==== Data extract

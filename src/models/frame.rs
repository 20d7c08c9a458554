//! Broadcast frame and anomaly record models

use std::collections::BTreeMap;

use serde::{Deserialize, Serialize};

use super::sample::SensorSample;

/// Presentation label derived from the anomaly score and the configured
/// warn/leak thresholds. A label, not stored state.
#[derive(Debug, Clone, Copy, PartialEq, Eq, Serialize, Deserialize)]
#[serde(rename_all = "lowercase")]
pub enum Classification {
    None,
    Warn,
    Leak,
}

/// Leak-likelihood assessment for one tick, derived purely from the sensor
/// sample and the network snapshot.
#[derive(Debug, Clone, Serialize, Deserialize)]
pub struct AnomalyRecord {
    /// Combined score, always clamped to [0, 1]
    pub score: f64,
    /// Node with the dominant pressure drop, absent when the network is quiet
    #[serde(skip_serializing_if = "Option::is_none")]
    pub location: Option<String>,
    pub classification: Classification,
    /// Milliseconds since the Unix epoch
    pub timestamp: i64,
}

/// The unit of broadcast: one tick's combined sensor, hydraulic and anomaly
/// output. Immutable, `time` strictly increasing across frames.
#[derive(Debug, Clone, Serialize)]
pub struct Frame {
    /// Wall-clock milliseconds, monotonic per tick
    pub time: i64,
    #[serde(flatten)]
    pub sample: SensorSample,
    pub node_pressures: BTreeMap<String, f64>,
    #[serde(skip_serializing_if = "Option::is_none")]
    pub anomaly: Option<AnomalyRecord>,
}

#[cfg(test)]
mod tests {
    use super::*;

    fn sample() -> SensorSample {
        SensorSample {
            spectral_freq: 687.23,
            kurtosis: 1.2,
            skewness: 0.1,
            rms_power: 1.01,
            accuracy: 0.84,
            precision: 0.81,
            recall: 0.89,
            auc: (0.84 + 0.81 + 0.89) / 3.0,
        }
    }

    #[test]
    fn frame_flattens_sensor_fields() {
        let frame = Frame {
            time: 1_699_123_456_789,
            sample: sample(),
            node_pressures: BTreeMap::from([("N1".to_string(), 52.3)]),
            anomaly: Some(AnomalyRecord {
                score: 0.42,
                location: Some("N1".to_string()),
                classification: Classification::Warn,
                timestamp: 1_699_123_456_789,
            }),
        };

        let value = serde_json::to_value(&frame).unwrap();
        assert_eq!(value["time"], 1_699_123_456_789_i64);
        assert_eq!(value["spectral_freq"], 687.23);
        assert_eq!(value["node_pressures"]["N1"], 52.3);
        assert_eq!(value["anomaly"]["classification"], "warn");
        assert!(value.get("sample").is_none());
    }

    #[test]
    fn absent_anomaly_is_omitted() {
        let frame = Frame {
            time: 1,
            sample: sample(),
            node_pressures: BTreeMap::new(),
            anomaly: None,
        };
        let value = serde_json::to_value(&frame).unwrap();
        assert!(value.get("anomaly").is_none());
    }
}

========
==== Data extract

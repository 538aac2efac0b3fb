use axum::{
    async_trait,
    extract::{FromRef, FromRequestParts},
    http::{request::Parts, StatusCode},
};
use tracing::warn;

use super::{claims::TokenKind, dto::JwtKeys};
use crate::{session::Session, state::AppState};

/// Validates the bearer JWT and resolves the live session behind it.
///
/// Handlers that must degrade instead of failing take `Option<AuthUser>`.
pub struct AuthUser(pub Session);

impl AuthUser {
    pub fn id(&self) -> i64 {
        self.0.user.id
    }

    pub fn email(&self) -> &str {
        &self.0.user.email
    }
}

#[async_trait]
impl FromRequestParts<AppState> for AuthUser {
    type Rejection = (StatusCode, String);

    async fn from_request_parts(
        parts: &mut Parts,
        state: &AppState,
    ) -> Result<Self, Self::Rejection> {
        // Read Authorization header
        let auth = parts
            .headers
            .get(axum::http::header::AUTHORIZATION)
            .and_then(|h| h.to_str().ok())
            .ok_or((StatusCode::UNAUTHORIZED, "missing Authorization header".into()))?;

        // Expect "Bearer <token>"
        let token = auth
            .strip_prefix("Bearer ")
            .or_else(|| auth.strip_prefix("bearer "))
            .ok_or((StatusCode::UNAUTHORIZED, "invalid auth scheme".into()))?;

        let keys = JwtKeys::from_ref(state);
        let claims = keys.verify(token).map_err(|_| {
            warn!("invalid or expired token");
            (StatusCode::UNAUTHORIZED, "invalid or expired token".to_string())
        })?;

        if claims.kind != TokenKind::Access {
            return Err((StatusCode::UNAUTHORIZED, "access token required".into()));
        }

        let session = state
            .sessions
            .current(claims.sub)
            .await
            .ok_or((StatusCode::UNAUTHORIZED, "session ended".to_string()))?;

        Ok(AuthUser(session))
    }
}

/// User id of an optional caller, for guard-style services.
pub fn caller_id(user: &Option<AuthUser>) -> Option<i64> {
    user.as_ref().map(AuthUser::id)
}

========

• What is needed: Go through the entries above and copy every line containing "Rejection".

• Finished task:
    type Rejection = (StatusCode, String);
    ) -> Result<Self, Self::Rejection> {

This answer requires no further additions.